• _DESCRIPTION OF THE TASK_
Across the entries below, how many lines have the string "Ordering" in them? Reply with only the number.

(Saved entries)
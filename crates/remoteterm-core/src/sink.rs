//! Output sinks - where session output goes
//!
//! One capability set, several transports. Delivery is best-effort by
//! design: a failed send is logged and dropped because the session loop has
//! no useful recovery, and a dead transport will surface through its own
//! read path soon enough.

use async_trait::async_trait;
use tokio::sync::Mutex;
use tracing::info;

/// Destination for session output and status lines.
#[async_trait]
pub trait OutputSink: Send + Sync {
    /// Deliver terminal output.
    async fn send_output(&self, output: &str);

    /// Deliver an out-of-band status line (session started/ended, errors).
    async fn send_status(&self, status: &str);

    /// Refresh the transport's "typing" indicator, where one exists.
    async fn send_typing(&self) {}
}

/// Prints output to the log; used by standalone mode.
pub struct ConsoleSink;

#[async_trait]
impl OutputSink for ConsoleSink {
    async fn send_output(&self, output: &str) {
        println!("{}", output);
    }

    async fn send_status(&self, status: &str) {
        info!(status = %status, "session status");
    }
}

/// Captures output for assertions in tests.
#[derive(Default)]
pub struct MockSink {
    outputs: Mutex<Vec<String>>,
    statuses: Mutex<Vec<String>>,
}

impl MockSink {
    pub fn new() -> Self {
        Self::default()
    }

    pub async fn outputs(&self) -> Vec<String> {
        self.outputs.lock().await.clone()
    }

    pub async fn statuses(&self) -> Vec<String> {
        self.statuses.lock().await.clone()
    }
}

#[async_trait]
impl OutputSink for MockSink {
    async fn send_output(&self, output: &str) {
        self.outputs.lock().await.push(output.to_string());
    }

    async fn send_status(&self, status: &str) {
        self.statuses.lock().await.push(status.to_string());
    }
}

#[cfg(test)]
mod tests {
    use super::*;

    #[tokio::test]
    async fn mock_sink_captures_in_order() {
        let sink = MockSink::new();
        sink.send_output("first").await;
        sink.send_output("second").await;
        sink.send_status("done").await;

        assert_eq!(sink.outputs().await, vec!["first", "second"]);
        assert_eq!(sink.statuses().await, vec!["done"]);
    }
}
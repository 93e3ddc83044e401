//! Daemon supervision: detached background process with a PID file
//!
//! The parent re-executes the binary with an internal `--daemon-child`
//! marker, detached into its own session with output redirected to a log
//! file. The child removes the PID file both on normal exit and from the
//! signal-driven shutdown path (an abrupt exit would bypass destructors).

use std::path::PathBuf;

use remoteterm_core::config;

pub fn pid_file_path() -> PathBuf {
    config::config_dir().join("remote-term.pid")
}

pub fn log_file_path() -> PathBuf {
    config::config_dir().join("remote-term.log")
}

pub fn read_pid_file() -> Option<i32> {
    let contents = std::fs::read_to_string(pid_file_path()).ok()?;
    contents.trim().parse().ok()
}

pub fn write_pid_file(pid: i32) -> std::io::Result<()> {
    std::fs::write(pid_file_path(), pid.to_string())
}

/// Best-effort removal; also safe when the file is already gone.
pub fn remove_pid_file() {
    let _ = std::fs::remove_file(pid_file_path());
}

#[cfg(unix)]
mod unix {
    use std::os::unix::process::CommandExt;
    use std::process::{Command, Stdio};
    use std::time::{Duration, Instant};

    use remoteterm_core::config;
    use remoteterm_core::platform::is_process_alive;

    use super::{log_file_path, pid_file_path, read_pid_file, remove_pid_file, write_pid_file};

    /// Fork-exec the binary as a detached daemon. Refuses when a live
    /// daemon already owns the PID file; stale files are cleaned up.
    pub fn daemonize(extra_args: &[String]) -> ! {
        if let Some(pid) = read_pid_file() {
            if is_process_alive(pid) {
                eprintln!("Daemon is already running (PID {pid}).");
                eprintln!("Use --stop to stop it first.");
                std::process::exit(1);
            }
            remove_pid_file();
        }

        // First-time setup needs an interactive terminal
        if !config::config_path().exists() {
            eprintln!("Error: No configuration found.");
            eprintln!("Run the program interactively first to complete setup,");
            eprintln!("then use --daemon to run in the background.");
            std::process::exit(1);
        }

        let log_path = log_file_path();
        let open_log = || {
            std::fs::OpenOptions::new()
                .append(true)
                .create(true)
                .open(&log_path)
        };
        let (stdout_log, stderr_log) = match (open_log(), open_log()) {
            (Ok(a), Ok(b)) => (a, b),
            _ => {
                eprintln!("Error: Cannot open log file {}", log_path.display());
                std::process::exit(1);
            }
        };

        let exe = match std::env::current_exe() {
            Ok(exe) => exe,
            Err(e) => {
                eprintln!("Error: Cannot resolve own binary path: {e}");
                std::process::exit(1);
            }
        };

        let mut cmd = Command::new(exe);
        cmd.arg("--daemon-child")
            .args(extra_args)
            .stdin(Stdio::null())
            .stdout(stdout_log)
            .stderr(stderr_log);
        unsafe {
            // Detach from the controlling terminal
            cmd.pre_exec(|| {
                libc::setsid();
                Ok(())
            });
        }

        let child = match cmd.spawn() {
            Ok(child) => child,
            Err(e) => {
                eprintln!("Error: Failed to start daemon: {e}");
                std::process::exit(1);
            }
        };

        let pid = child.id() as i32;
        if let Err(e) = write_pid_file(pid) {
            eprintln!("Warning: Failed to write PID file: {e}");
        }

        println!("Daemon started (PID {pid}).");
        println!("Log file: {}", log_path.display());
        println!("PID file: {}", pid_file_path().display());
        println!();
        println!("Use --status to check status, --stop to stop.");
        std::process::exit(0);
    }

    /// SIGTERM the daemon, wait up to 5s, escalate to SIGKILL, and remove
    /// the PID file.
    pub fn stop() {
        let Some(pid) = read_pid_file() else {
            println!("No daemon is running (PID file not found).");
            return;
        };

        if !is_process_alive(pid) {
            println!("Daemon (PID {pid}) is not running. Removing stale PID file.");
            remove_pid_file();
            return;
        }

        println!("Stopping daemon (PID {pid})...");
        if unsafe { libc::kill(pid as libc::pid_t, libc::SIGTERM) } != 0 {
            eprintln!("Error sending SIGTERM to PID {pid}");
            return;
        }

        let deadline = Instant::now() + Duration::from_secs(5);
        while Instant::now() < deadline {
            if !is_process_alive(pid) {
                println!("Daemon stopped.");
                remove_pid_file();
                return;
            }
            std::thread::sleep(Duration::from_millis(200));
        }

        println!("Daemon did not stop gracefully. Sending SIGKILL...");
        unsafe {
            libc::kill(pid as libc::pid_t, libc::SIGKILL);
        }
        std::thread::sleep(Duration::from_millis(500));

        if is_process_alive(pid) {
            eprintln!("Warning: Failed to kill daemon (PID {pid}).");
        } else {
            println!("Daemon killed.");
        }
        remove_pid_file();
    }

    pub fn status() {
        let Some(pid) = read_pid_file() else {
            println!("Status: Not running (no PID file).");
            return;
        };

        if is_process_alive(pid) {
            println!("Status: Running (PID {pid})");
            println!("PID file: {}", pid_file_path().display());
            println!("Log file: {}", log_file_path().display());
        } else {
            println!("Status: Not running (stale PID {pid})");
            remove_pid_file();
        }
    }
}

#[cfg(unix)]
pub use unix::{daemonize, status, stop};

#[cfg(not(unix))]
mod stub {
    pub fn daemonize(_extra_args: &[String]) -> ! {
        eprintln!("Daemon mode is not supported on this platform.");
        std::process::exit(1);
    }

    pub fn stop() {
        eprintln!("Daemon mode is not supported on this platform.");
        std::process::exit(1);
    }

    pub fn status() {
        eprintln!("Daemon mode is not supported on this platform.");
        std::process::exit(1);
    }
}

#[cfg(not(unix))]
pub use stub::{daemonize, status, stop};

==

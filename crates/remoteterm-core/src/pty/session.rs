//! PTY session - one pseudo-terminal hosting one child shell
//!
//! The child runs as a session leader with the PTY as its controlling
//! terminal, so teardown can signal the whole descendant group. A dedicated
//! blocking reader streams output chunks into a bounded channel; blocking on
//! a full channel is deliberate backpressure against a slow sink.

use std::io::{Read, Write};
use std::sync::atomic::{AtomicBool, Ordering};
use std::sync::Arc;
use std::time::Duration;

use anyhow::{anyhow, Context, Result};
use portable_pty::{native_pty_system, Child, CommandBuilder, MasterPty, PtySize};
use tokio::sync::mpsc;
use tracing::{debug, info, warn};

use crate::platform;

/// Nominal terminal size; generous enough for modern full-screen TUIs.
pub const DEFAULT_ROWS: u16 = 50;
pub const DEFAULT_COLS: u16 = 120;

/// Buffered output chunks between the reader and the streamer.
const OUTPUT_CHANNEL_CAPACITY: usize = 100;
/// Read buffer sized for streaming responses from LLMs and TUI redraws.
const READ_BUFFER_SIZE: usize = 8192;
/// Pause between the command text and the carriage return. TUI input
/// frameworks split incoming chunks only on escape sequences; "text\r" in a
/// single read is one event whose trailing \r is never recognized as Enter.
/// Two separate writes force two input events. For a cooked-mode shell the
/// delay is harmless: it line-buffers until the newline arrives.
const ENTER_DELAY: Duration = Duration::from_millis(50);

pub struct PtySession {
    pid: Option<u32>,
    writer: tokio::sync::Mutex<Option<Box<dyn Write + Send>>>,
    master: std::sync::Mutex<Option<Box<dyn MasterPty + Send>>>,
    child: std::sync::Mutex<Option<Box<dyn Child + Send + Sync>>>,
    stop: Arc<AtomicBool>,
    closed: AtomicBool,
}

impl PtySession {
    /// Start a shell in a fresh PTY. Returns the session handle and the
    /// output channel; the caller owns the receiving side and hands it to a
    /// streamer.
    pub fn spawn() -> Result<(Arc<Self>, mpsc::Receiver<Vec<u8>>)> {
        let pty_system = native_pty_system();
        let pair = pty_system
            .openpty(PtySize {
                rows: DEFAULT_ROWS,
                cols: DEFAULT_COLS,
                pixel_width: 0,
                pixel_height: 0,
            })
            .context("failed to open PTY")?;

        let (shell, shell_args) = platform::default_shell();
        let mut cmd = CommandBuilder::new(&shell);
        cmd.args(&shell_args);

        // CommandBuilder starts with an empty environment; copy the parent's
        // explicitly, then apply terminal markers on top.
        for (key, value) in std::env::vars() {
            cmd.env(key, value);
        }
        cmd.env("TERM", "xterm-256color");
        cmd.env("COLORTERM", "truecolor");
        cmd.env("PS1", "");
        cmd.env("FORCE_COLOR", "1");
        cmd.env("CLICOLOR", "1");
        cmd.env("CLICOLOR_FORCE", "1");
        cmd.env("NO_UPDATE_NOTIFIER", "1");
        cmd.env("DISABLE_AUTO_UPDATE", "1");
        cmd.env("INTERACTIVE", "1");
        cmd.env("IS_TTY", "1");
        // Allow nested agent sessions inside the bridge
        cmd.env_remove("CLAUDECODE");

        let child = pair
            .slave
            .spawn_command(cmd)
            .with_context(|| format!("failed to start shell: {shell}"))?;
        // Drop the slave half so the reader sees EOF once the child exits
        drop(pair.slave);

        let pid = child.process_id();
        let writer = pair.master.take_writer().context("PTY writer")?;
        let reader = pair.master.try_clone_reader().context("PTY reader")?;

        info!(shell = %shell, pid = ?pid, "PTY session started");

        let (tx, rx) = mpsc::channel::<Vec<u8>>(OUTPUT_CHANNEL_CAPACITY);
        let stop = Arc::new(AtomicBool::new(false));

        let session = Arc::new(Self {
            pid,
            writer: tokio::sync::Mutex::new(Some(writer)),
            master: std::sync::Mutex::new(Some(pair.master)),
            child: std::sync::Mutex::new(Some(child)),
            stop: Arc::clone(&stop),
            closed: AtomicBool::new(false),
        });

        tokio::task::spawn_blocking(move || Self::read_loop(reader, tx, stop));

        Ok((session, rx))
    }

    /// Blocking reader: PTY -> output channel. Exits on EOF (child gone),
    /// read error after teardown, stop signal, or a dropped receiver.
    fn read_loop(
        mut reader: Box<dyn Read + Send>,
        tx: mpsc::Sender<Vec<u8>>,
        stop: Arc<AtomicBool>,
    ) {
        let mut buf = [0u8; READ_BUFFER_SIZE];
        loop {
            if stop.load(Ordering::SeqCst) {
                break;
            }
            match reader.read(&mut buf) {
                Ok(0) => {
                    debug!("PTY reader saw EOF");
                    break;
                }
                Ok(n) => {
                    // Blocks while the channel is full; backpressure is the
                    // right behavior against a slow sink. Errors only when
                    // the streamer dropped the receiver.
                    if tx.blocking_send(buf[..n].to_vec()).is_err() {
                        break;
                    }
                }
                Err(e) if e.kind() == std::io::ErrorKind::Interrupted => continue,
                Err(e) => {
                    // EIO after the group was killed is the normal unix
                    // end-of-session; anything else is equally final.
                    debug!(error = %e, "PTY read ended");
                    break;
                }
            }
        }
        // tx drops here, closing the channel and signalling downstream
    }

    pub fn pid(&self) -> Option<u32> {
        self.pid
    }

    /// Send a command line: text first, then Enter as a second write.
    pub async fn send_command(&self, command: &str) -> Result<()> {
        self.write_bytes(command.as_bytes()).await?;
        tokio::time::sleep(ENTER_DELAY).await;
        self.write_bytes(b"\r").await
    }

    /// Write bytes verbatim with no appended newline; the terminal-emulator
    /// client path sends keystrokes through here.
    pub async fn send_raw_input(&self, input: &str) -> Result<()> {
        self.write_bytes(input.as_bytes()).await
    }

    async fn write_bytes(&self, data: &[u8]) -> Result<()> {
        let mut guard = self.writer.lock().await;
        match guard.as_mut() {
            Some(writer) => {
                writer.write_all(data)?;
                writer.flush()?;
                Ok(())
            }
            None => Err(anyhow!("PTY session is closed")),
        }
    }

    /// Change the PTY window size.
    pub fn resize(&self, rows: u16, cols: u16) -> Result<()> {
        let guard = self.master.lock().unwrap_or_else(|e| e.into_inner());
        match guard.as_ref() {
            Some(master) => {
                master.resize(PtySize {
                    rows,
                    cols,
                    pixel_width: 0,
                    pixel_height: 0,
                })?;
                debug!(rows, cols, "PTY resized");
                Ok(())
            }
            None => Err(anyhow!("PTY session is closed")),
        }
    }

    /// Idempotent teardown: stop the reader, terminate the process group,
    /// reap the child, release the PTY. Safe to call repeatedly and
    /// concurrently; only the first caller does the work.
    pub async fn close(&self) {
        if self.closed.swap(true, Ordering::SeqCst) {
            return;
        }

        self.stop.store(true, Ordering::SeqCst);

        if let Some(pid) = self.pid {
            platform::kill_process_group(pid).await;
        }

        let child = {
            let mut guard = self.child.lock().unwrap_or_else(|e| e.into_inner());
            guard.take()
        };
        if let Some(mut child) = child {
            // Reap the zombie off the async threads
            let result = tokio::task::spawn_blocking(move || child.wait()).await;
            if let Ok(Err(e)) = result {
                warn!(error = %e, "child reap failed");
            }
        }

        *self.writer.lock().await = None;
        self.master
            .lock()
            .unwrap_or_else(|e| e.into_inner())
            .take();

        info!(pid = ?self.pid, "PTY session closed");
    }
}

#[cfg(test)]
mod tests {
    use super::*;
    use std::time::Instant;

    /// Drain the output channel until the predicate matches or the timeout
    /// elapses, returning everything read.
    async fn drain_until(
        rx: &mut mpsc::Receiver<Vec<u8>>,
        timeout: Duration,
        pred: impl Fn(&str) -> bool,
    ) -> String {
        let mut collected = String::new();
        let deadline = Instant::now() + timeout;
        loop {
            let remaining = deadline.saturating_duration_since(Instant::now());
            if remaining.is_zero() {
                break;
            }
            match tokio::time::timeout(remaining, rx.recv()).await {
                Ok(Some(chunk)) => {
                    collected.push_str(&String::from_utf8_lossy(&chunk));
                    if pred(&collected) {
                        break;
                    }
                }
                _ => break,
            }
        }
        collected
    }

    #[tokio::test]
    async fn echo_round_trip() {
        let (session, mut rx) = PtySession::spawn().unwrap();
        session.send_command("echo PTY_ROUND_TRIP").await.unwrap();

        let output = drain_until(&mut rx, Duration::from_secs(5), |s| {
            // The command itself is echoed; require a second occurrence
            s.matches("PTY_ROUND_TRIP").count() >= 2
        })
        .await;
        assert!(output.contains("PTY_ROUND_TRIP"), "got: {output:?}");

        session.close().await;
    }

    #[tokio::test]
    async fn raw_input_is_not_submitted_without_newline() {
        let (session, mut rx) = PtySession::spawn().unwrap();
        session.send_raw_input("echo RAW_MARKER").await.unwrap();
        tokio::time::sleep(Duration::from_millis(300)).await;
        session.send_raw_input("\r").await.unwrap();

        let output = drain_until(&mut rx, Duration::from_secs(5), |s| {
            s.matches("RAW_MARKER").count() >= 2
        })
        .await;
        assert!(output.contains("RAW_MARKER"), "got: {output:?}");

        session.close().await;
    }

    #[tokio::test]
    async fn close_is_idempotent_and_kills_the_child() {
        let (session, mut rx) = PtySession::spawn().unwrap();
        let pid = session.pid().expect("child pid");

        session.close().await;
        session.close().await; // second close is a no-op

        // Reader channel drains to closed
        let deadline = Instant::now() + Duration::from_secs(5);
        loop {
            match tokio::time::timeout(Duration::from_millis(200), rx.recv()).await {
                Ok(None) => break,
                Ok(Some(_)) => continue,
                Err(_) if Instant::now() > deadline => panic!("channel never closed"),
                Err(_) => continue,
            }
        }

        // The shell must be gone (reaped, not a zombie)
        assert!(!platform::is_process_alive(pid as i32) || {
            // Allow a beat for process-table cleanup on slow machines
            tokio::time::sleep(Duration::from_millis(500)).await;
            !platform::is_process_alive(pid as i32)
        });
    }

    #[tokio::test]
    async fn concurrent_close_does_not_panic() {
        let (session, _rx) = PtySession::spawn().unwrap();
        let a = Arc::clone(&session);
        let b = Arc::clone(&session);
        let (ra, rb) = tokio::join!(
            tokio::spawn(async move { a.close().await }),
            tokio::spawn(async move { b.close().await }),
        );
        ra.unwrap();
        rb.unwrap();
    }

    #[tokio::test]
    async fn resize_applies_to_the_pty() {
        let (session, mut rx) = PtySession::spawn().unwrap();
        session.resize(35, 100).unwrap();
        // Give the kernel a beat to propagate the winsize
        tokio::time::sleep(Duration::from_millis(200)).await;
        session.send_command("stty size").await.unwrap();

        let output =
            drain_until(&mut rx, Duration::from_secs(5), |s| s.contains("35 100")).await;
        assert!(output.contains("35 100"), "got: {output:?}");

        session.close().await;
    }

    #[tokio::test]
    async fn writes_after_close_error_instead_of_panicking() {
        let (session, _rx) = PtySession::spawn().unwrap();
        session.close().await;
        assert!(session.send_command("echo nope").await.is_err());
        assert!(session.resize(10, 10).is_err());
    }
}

• _RESULT OF THE EXERCISE_
4